Monologues
Flames Within, The
A “Self” written poem. This one had a bit of an odd story behind it. One day, sitting in Vocal class (I’m beginning to see a trend here…), my hand started randomly getting shaky and “excited”, as it were. At first, I did what I could to stop the shaking, but it didn’t help. Eventually, I threw my hand to my note pad and random large, almost illegible scribbles were jotted down in an instant. It took up a lot of pages, and for the duration of my next class, Instrumental (Same seat too), I translated what I had hastily written down. It’s probably the best poem I’ve ever written. And no, I’m not going to say the poet-know-it line…
The Flames Within
By: Andrew “Self” Kipp
It burns and turns and churns,
The fires of war within me.
Despite how my enemy learns
What I know; what I’ve won
And what I keep are my earns.
The trophies I have collected
Through my battles against his hoard;
I’ve resisted the thousands of infected
believers of the Law of Cupid.
Of his followers I have intercepted.
I wandered the earth in search of my foe,
Using the flames of war within
To destroy everything as I go.
I was uncontrollable and violent,
Destroying all the love you thought you’d know.
I stood alone and I stood strong
Against everything he threw against me.
Everyone told me that I was wrong
And should embrace what they saw
Before I was slain at the sound of the gong.
Disheartend they were when they saw what I did
To the love they held on to.
Had they only known what had happened to me as a kid,
Perhaps they would have joined.
Weakened, Cupid hid.
I felt indestructible, immune to all!
With my strength and power
did I encounter my greatest fall.
Never before have I been quelled by such
An invincible force: like a wall.
She stopped my flight at sight
And I felt weakened in her stare.
I felt the recoil of my blight
Sear into me and destroy the flames
Which I had used, used in my own right!
I was empty and broken,
As if it was not enough
She lingered as if I were a token.
A scrap piece of garbage, like
A shell or vault that should be open.
Now I lie here deathly awake;
Unable to breathe nor die.
Her eyes drive into me like a stake
That pierces my blackened soul.
And only now can I feel the ache.
With full power, Cupid has returned,
And with full intensity and revenge
From me he has learned.
I am doomed in this state;
Nay, far from it. I have been burned!
My Unholy Creation
What you are about to read is a monologue I wrote in the middle of Vocal class while I was supposed to be practicing my solo.
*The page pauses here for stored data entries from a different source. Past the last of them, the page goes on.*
// ---------------------------------------------------------------------------
// View filtering
// ---------------------------------------------------------------------------

/// Display filter applied to an already-scored ranking.
#[derive(Debug, Clone, Default, PartialEq, Eq)]
pub struct RecommendationFilter {
    /// Positions to keep; empty keeps all.
    pub positions: Vec<Position>,
    /// Case-insensitive substring matched against name or team.
    pub search: Option<String>,
    /// Maximum rows to keep.
    pub limit: Option<usize>,
}

impl RecommendationFilter {
    pub fn matches(&self, rec: &Recommendation) -> bool {
        if !self.positions.is_empty() && !self.positions.contains(&rec.position()) {
            return false;
        }
        match self.search.as_deref().map(str::trim) {
            Some(needle) if !needle.is_empty() => {
                let needle = needle.to_lowercase();
                rec.name().to_lowercase().contains(&needle)
                    || rec.valuation.player.team.to_lowercase().contains(&needle)
            }
            _ => true,
        }
    }

    /// Keep matching rows in ranking order, truncated to `limit`.
    pub fn apply(&self, recs: Vec<Recommendation>) -> Vec<Recommendation> {
        let mut kept: Vec<Recommendation> = recs.into_iter().filter(|r| self.matches(r)).collect();
        if let Some(limit) = self.limit {
            kept.truncate(limit);
        }
        kept
    }
}

// ---------------------------------------------------------------------------
// Tests
// ---------------------------------------------------------------------------

#[cfg(test)]
mod tests {
    use super::*;
    use std::collections::BTreeMap;

    fn approx_eq(a: f64, b: f64, epsilon: f64) -> bool {
        (a - b).abs() < epsilon
    }

    fn player(name: &str, position: Position, projection: f64) -> Player {
        Player {
            name: name.into(),
            team: "FA".into(),
            position,
            projection,
            position_rank: 1,
            overall_rank: 1,
        }
    }

    fn valuation(name: &str, position: Position, projection: f64, vor: f64) -> PlayerValuation {
        PlayerValuation {
            player: player(name, position, projection),
            baseline: projection - vor,
            vor,
            vor_flex: None,
        }
    }

    fn ctx<'a>(roster: &'a RosterConfig, my_players: &'a [&'a Player]) -> DraftContext<'a> {
        DraftContext {
            roster,
            my_players,
            drafted_count: 0,
            league_size: 14,
        }
    }

    #[test]
    fn lone_rb_on_empty_roster() {
        let roster = RosterConfig::standard();
        let available = vec![valuation("RB", Position::RunningBack, 300.0, 50.0)];
        let recs = recommend(&available, &ctx(&roster, &[]), &ScoringWeights::default(), 120);

        assert_eq!(recs.len(), 1);
        let r = &recs[0];
        assert!(approx_eq(r.delta, 300.0, 1e-9));
        assert!(r.would_start);
        assert!(approx_eq(r.pos_weight, 1.05, 1e-12));
        assert!(approx_eq(r.bench_weight, 1.0, 1e-12));
        // 0.6*300 + 0.3*50 + 0.1*0
        assert!(approx_eq(r.score_base, 195.0, 1e-9));
        assert!(approx_eq(r.score, 195.0 * 1.05, 1e-9));
    }

    #[test]
    fn delta_is_lineup_gain() {
        let roster = RosterConfig::standard();
        let rostered = vec![
            player("QB1", Position::Quarterback, 300.0),
            player("RB1", Position::RunningBack, 200.0),
        ];
        let mine: Vec<&Player> = rostered.iter().collect();
        let available = vec![
            valuation("QB2", Position::Quarterback, 310.0, 20.0),
            valuation("RB2", Position::RunningBack, 150.0, 10.0),
            valuation("QB3", Position::Quarterback, 250.0, 5.0),
        ];
        let recs = recommend(&available, &ctx(&roster, &mine), &ScoringWeights::default(), 120);

        let by_name = |n: &str| recs.iter().find(|r| r.name() == n).unwrap();
        assert!(approx_eq(by_name("QB2").delta, 10.0, 1e-9));
        assert!(approx_eq(by_name("RB2").delta, 150.0, 1e-9));
        assert_eq!(by_name("QB3").delta, 0.0);
        assert!(!by_name("QB3").would_start);
        for r in &recs {
            assert_eq!(r.would_start, r.delta > WOULD_START_THRESHOLD);
        }
    }

    #[test]
    fn players_outside_candidate_pool_get_no_delta() {
        let roster = RosterConfig::standard();
        let available = vec![
            valuation("Top", Position::WideReceiver, 250.0, 80.0),
            valuation("Mid", Position::WideReceiver, 200.0, 40.0),
            valuation("Low", Position::WideReceiver, 150.0, 10.0),
        ];
        let recs = recommend(&available, &ctx(&roster, &[]), &ScoringWeights::default(), 1);
        let low = recs.iter().find(|r| r.name() == "Low").unwrap();
        let mid = recs.iter().find(|r| r.name() == "Mid").unwrap();
        let top = recs.iter().find(|r| r.name() == "Top").unwrap();
        assert!(top.delta > 0.0);
        assert_eq!(mid.delta, 0.0);
        assert_eq!(low.delta, 0.0);
        assert!(!mid.would_start);
    }

    #[test]
    fn zero_candidate_pool_scores_without_delta() {
        let roster = RosterConfig::standard();
        let available = vec![valuation("RB", Position::RunningBack, 300.0, 50.0)];
        let recs = recommend(&available, &ctx(&roster, &[]), &ScoringWeights::default(), 0);
        assert_eq!(recs[0].delta, 0.0);
        // bench RB gets the depth boost
        assert!(approx_eq(recs[0].bench_weight, 1.15, 1e-12));
    }

    #[test]
    fn candidate_selection_is_stable() {
        let selected = select_candidates(&[1.0, 5.0, 5.0, 5.0, 0.0], 2);
        assert_eq!(selected, vec![false, true, true, false, false]);
    }

    #[test]
    fn progress_is_clamped() {
        let roster = RosterConfig::standard();
        assert_eq!(draft_progress(0, &roster, 14), 0.0);
        // 14 * 16 = 224 picks
        assert!(approx_eq(draft_progress(112, &roster, 14), 0.5, 1e-12));
        assert_eq!(draft_progress(1000, &roster, 14), 1.0);
        assert_eq!(draft_progress(3, &roster, 0), 1.0);
    }

    #[test]
    fn position_weight_ramps() {
        assert_eq!(position_weight(Position::Quarterback, 0.0), 0.8);
        assert_eq!(position_weight(Position::Quarterback, 0.39), 0.8);
        assert_eq!(position_weight(Position::Quarterback, 0.4), 0.9);
        assert_eq!(position_weight(Position::Quarterback, 0.7), 1.0);
        assert_eq!(position_weight(Position::Defense, 0.5), 0.3);
        assert_eq!(position_weight(Position::Defense, 0.8), 0.8);
        assert_eq!(position_weight(Position::Defense, 0.95), 1.0);
        assert_eq!(position_weight(Position::Kicker, 0.84), 0.2);
        assert_eq!(position_weight(Position::Kicker, 0.9), 0.6);
        assert_eq!(position_weight(Position::Kicker, 1.0), 1.0);
        assert_eq!(position_weight(Position::RunningBack, 0.0), 1.0);
        assert_eq!(position_weight(Position::TightEnd, 0.5), 1.0);
    }

    #[test]
    fn bench_weights() {
        assert_eq!(bench_weight(Position::Kicker, true, 0.15), 1.0);
        assert!(approx_eq(bench_weight(Position::WideReceiver, false, 0.15), 1.15, 1e-12));
        assert!(approx_eq(bench_weight(Position::TightEnd, false, 0.0), 1.0, 1e-12));
        assert_eq!(bench_weight(Position::Quarterback, false, 0.15), 0.85);
        assert_eq!(bench_weight(Position::Defense, false, 0.15), 0.7);
        assert_eq!(bench_weight(Position::Kicker, false, 0.15), 0.6);
    }

    #[test]
    fn sorted_by_score_descending() {
        let roster = RosterConfig::standard();
        let available = vec![
            valuation("K", Position::Kicker, 140.0, 30.0),
            valuation("RB", Position::RunningBack, 250.0, 60.0),
            valuation("WR", Position::WideReceiver, 230.0, 40.0),
        ];
        let recs = recommend(&available, &ctx(&roster, &[]), &ScoringWeights::default(), 120);
        for pair in recs.windows(2) {
            assert!(pair[0].score >= pair[1].score);
        }
        assert_eq!(recs[0].name(), "RB");
    }

    #[test]
    fn equal_rows_keep_input_order() {
        let roster = RosterConfig::new(BTreeMap::new(), 0);
        let available = vec![
            valuation("First", Position::Kicker, 100.0, 0.0),
            valuation("Second", Position::Kicker, 100.0, 0.0),
        ];
        let recs = recommend(&available, &ctx(&roster, &[]), &ScoringWeights::default(), 120);
        assert_eq!(recs[0].name(), "First");
        assert_eq!(recs[1].name(), "Second");
    }

    #[test]
    fn vor_flex_used_when_present() {
        let roster = RosterConfig::standard();
        let mut v = valuation("WR", Position::WideReceiver, 200.0, 10.0);
        v.vor_flex = Some(40.0);
        let weights = ScoringWeights {
            delta: 0.0,
            vor: 1.0,
            scarcity: 0.0,
            bench_depth_boost: 0.0,
        };
        let recs = recommend(&[v], &ctx(&roster, &[]), &weights, 120);
        assert!(approx_eq(recs[0].score_base, 40.0, 1e-9));
    }

    #[test]
    fn filter_positions_search_and_limit() {
        let roster = RosterConfig::standard();
        let mut available = vec![
            valuation("Alpha Runner", Position::RunningBack, 250.0, 60.0),
            valuation("Beta Catcher", Position::WideReceiver, 230.0, 40.0),
            valuation("Gamma Runner", Position::RunningBack, 200.0, 20.0),
        ];
        available[1].player.team = "KC".into();
        let recs = recommend(&available, &ctx(&roster, &[]), &ScoringWeights::default(), 120);

        let by_pos = RecommendationFilter {
            positions: vec![Position::RunningBack],
            ..Default::default()
        }
        .apply(recs.clone());
        assert_eq!(by_pos.len(), 2);
        assert!(by_pos.iter().all(|r| r.position() == Position::RunningBack));

        let by_team = RecommendationFilter {
            search: Some("kc".into()),
            ..Default::default()
        }
        .apply(recs.clone());
        assert_eq!(by_team.len(), 1);
        assert_eq!(by_team[0].name(), "Beta Catcher");

        let by_name = RecommendationFilter {
            search: Some("RUNNER".into()),
            limit: Some(1),
            ..Default::default()
        }
        .apply(recs.clone());
        assert_eq!(by_name.len(), 1);
        assert_eq!(by_name[0].name(), recs.iter().find(|r| r.name().contains("Runner")).unwrap().name());

        let blank = RecommendationFilter {
            search: Some("   ".into()),
            ..Default::default()
        };
        assert_eq!(blank.apply(recs).len(), 3);
    }
}
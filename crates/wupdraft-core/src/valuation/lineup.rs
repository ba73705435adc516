// Best starting lineup for a set of rostered players.

use std::cmp::Ordering;

use crate::draft::pick::Position;
use crate::draft::roster::RosterConfig;
use crate::valuation::projections::Player;

/// Fixed slots are filled in this order before FLEX.
const FILL_ORDER: [Position; 6] = [
    Position::Quarterback,
    Position::TightEnd,
    Position::Defense,
    Position::Kicker,
    Position::RunningBack,
    Position::WideReceiver,
];

/// A starting lineup: which player fills which slot.
#[derive(Debug, Clone, PartialEq)]
pub struct Lineup<'a> {
    /// (slot, player) in fill order.
    pub starters: Vec<(Position, &'a Player)>,
}

impl<'a> Lineup<'a> {
    /// Sum of the starters' projections.
    pub fn total(&self) -> f64 {
        self.starters.iter().map(|(_, p)| p.projection).sum()
    }

    /// Starters assigned to one slot.
    pub fn in_slot(&self, slot: Position) -> impl Iterator<Item = &'a Player> + '_ {
        self.starters
            .iter()
            .filter(move |(s, _)| *s == slot)
            .map(|(_, p)| *p)
    }
}

/// Build the starting lineup: highest projections first, fixed slots in
/// QB, TE, DST, K, RB, WR order, then FLEX from the remaining RB/WR/TE.
///
/// Bench is not part of the lineup. With a single FLEX pool that only draws
/// from positions whose own slots are filled first, this greedy fill is also
/// the maximum-points lineup.
pub fn optimal_lineup<'a>(players: &[&'a Player], roster: &RosterConfig) -> Lineup<'a> {
    let mut order: Vec<&'a Player> = players.to_vec();
    // Stable: equal projections keep input order.
    order.sort_by(|a, b| b.projection.partial_cmp(&a.projection).unwrap_or(Ordering::Equal));

    let mut used = vec![false; order.len()];
    let mut starters = Vec::new();

    let mut fill = |slot: Position, count: usize, eligible: &dyn Fn(Position) -> bool| {
        let mut taken = 0;
        for (idx, player) in order.iter().enumerate() {
            if taken == count {
                break;
            }
            if !used[idx] && eligible(player.position) {
                used[idx] = true;
                starters.push((slot, *player));
                taken += 1;
            }
        }
    };

    for pos in FILL_ORDER {
        fill(pos, roster.slots(pos), &|p| p == pos);
    }
    fill(Position::Flex, roster.slots(Position::Flex), &|p| p.is_flex_eligible());

    Lineup { starters }
}

/// Total projected points of the best starting lineup. Empty input is 0.
pub fn optimal_lineup_total(players: &[&Player], roster: &RosterConfig) -> f64 {
    if players.is_empty() {
        return 0.0;
    }
    optimal_lineup(players, roster).total()
}
// Positional drop-off: how much a player is worth over the next few options
// at the same position.

use std::cmp::Ordering;
use std::collections::BTreeMap;

use crate::draft::pick::Position;
use crate::valuation::vor::PlayerValuation;

/// How many following players the drop-off is averaged over.
const LOOKAHEAD: usize = 3;

/// Scarcity for every player in `pool`, aligned with the input.
///
/// Within each position (sorted by projection, stable), scarcity is the
/// player's projection minus the average of the next up-to-three players,
/// floored at 0. The last player at a position has scarcity 0.
pub fn compute_scarcity(pool: &[PlayerValuation]) -> Vec<f64> {
    let mut groups: BTreeMap<Position, Vec<usize>> = BTreeMap::new();
    for (idx, v) in pool.iter().enumerate() {
        groups.entry(v.position()).or_default().push(idx);
    }

    let mut scarcity = vec![0.0; pool.len()];
    for indices in groups.values_mut() {
        indices.sort_by(|&a, &b| {
            pool[b]
                .projection()
                .partial_cmp(&pool[a].projection())
                .unwrap_or(Ordering::Equal)
        });

        for (rank, &idx) in indices.iter().enumerate() {
            let own = pool[idx].projection();
            let next = &indices[rank + 1..(rank + 1 + LOOKAHEAD).min(indices.len())];
            let avg_next = if next.is_empty() {
                own
            } else {
                next.iter().map(|&i| pool[i].projection()).sum::<f64>() / next.len() as f64
            };
            scarcity[idx] = (own - avg_next).max(0.0);
        }
    }
    scarcity
}
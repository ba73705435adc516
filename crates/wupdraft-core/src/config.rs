// League and strategy settings, read from `config/league.toml` and
// `config/strategy.toml`.

use serde::de::DeserializeOwned;
use serde::Deserialize;
use std::collections::{BTreeMap, HashMap};
use std::path::{Path, PathBuf};
use thiserror::Error;
use tracing::{info, warn};

use crate::draft::pick::{Position, DRAFTABLE_POSITIONS};
use crate::draft::roster::RosterConfig;
use crate::valuation::recommend::DEFAULT_CANDIDATE_POOL;

/// Files looked up under `config/`, seeded from `defaults/` when missing.
pub const CONFIG_FILES: [&str; 2] = ["league.toml", "strategy.toml"];

#[derive(Debug, Error)]
pub enum ConfigError {
    #[error("cannot read {path}: {source}")]
    Read {
        path: PathBuf,
        source: std::io::Error,
    },

    #[error("{path} is not valid: {source}")]
    Parse {
        path: PathBuf,
        source: toml::de::Error,
    },

    #[error("bad value for `{field}`: {message}")]
    Invalid { field: String, message: String },

    #[error("cannot install default {path}: {source}")]
    InstallDefaults {
        path: PathBuf,
        source: std::io::Error,
    },
}

// ---------------------------------------------------------------------------
// Top-level assembled Config
// ---------------------------------------------------------------------------

#[derive(Debug, Clone)]
pub struct Config {
    pub league: LeagueConfig,
    /// Typed roster layout built from `league.roster`.
    pub roster: RosterConfig,
    pub strategy: StrategyConfig,
    pub data: DataConfig,
    pub state: StateSection,
}

impl Config {
    /// CSV path for one position, resolved against `base_dir`.
    ///
    /// Positions missing from `[data.files]` fall back to `<POS>.csv`.
    pub fn position_file(&self, base_dir: &Path, pos: Position) -> PathBuf {
        let file = self
            .data
            .files
            .iter()
            .find(|(key, _)| Position::from_str_pos(key) == Some(pos))
            .map(|(_, file)| file.clone())
            .unwrap_or_else(|| format!("{}.csv", pos.display_str()));
        base_dir.join(&self.data.dir).join(file)
    }

    /// Snapshot path resolved against `base_dir`.
    pub fn state_file(&self, base_dir: &Path) -> PathBuf {
        base_dir.join(&self.state.path)
    }
}

// ---------------------------------------------------------------------------
// league.toml structs
// ---------------------------------------------------------------------------

/// Wrapper for the top-level `[league]` table in league.toml.
#[derive(Debug, Clone, Deserialize)]
struct LeagueFile {
    league: LeagueConfig,
}

#[derive(Debug, Clone, Deserialize)]
pub struct LeagueConfig {
    pub name: String,
    pub num_teams: usize,
    /// Slot name -> count, including `BENCH`. Keys go through
    /// `Position::from_str_pos`, so `DEF`, `BE` etc. are accepted.
    pub roster: HashMap<String, usize>,
}

// ---------------------------------------------------------------------------
// strategy.toml structs
// ---------------------------------------------------------------------------

/// Raw deserialization target for the entire strategy.toml file.
#[derive(Debug, Clone, Default, Deserialize)]
#[serde(default)]
struct StrategyFile {
    weights: ScoringWeights,
    engine: EngineConfig,
    data: DataConfig,
    state: StateSection,
}

/// The public strategy config assembled from the strategy.toml sections.
#[derive(Debug, Clone, Default)]
pub struct StrategyConfig {
    pub weights: ScoringWeights,
    pub engine: EngineConfig,
}

/// Blend weights for the composite score.
///
/// Applied as given: negative or oversized values are not rejected.
#[derive(Debug, Clone, Copy, PartialEq, Deserialize)]
#[serde(default)]
pub struct ScoringWeights {
    pub delta: f64,
    pub vor: f64,
    pub scarcity: f64,
    pub bench_depth_boost: f64,
}

impl Default for ScoringWeights {
    fn default() -> Self {
        ScoringWeights {
            delta: 0.6,
            vor: 0.3,
            scarcity: 0.1,
            bench_depth_boost: 0.15,
        }
    }
}

#[derive(Debug, Clone, Copy, PartialEq, Eq, Deserialize)]
#[serde(default)]
pub struct EngineConfig {
    /// How many players (by pre-score) get the full lineup-delta treatment.
    pub candidate_pool: usize,
    /// Rows shown by default in the recommendation view.
    pub top_n: usize,
}

impl Default for EngineConfig {
    fn default() -> Self {
        EngineConfig {
            candidate_pool: DEFAULT_CANDIDATE_POOL,
            top_n: 60,
        }
    }
}

#[derive(Debug, Clone, PartialEq, Eq, Deserialize)]
#[serde(default)]
pub struct DataConfig {
    pub dir: String,
    pub files: HashMap<String, String>,
}

impl Default for DataConfig {
    fn default() -> Self {
        DataConfig {
            dir: "data".into(),
            files: HashMap::new(),
        }
    }
}

#[derive(Debug, Clone, PartialEq, Eq, Deserialize)]
#[serde(default)]
pub struct StateSection {
    pub path: String,
}

impl Default for StateSection {
    fn default() -> Self {
        StateSection {
            path: "draft_state.json".into(),
        }
    }
}

// ---------------------------------------------------------------------------
// Loading
// ---------------------------------------------------------------------------

/// Copy each of [`CONFIG_FILES`] from `defaults/` into `config/` unless the
/// user already has one. Returns the files written.
pub fn install_defaults(base_dir: &Path) -> Result<Vec<PathBuf>, ConfigError> {
    let config_dir = base_dir.join("config");
    let mut installed = Vec::new();

    for file in CONFIG_FILES {
        let target = config_dir.join(file);
        let source = base_dir.join("defaults").join(file);
        if target.exists() || !source.exists() {
            continue;
        }
        std::fs::create_dir_all(&config_dir).map_err(|e| ConfigError::InstallDefaults {
            path: config_dir.clone(),
            source: e,
        })?;
        std::fs::copy(&source, &target).map_err(|e| ConfigError::InstallDefaults {
            path: target.clone(),
            source: e,
        })?;
        info!("installed default {}", target.display());
        installed.push(target);
    }

    Ok(installed)
}

/// Read `config/league.toml` and `config/strategy.toml` under `base_dir`.
/// Both files must exist; every strategy section may be omitted.
pub fn load_config_from(base_dir: &Path) -> Result<Config, ConfigError> {
    let config_dir = base_dir.join("config");
    let league = read_toml::<LeagueFile>(&config_dir.join("league.toml"))?.league;
    let strategy = read_toml::<StrategyFile>(&config_dir.join("strategy.toml"))?;

    if league.num_teams == 0 {
        return Err(ConfigError::Invalid {
            field: "league.num_teams".into(),
            message: "a league needs at least one team".into(),
        });
    }
    let roster = roster_from_table(&league.roster)?;

    for key in strategy.data.files.keys() {
        if !Position::from_str_pos(key).is_some_and(|pos| DRAFTABLE_POSITIONS.contains(&pos)) {
            warn!("ignoring data file entry for unknown position '{}'", key);
        }
    }

    Ok(Config {
        league,
        roster,
        strategy: StrategyConfig {
            weights: strategy.weights,
            engine: strategy.engine,
        },
        data: strategy.data,
        state: strategy.state,
    })
}

/// [`install_defaults`], then [`load_config_from`].
pub fn load_config(base_dir: &Path) -> Result<Config, ConfigError> {
    install_defaults(base_dir)?;
    load_config_from(base_dir)
}

fn read_toml<T: DeserializeOwned>(path: &Path) -> Result<T, ConfigError> {
    let text = std::fs::read_to_string(path).map_err(|e| ConfigError::Read {
        path: path.to_path_buf(),
        source: e,
    })?;
    toml::from_str(&text).map_err(|e| ConfigError::Parse {
        path: path.to_path_buf(),
        source: e,
    })
}

/// `[league.roster]` to a `RosterConfig`. `BENCH` (or an alias) sets the
/// bench size; without it there is no bench.
fn roster_from_table(raw: &HashMap<String, usize>) -> Result<RosterConfig, ConfigError> {
    let mut starters = BTreeMap::new();
    let mut bench = 0;

    for (key, &count) in raw {
        match Position::from_str_pos(key) {
            Some(Position::Bench) => bench = count,
            Some(pos) => {
                starters.insert(pos, count);
            }
            None => {
                return Err(ConfigError::Invalid {
                    field: format!("league.roster.{key}"),
                    message: "not a roster slot".into(),
                });
            }
        }
    }

    Ok(RosterConfig::new(starters, bench))
}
However, I got into a practice room, flicked on my laptop, started ‘plunking’ notes and realized something…
I AM A SLAVE TO MY COMPUTER!
So, in honour of my discovery, I wrote this monologue about my struggles (and probably other people’s) with technology.
My Unholy Creation
By: Andrew “Self” Kipp
Character is seated on a box in the middle of the stage, staring off beyond the crowd. He reaches out as if to grab something, but his hands fall limp before him.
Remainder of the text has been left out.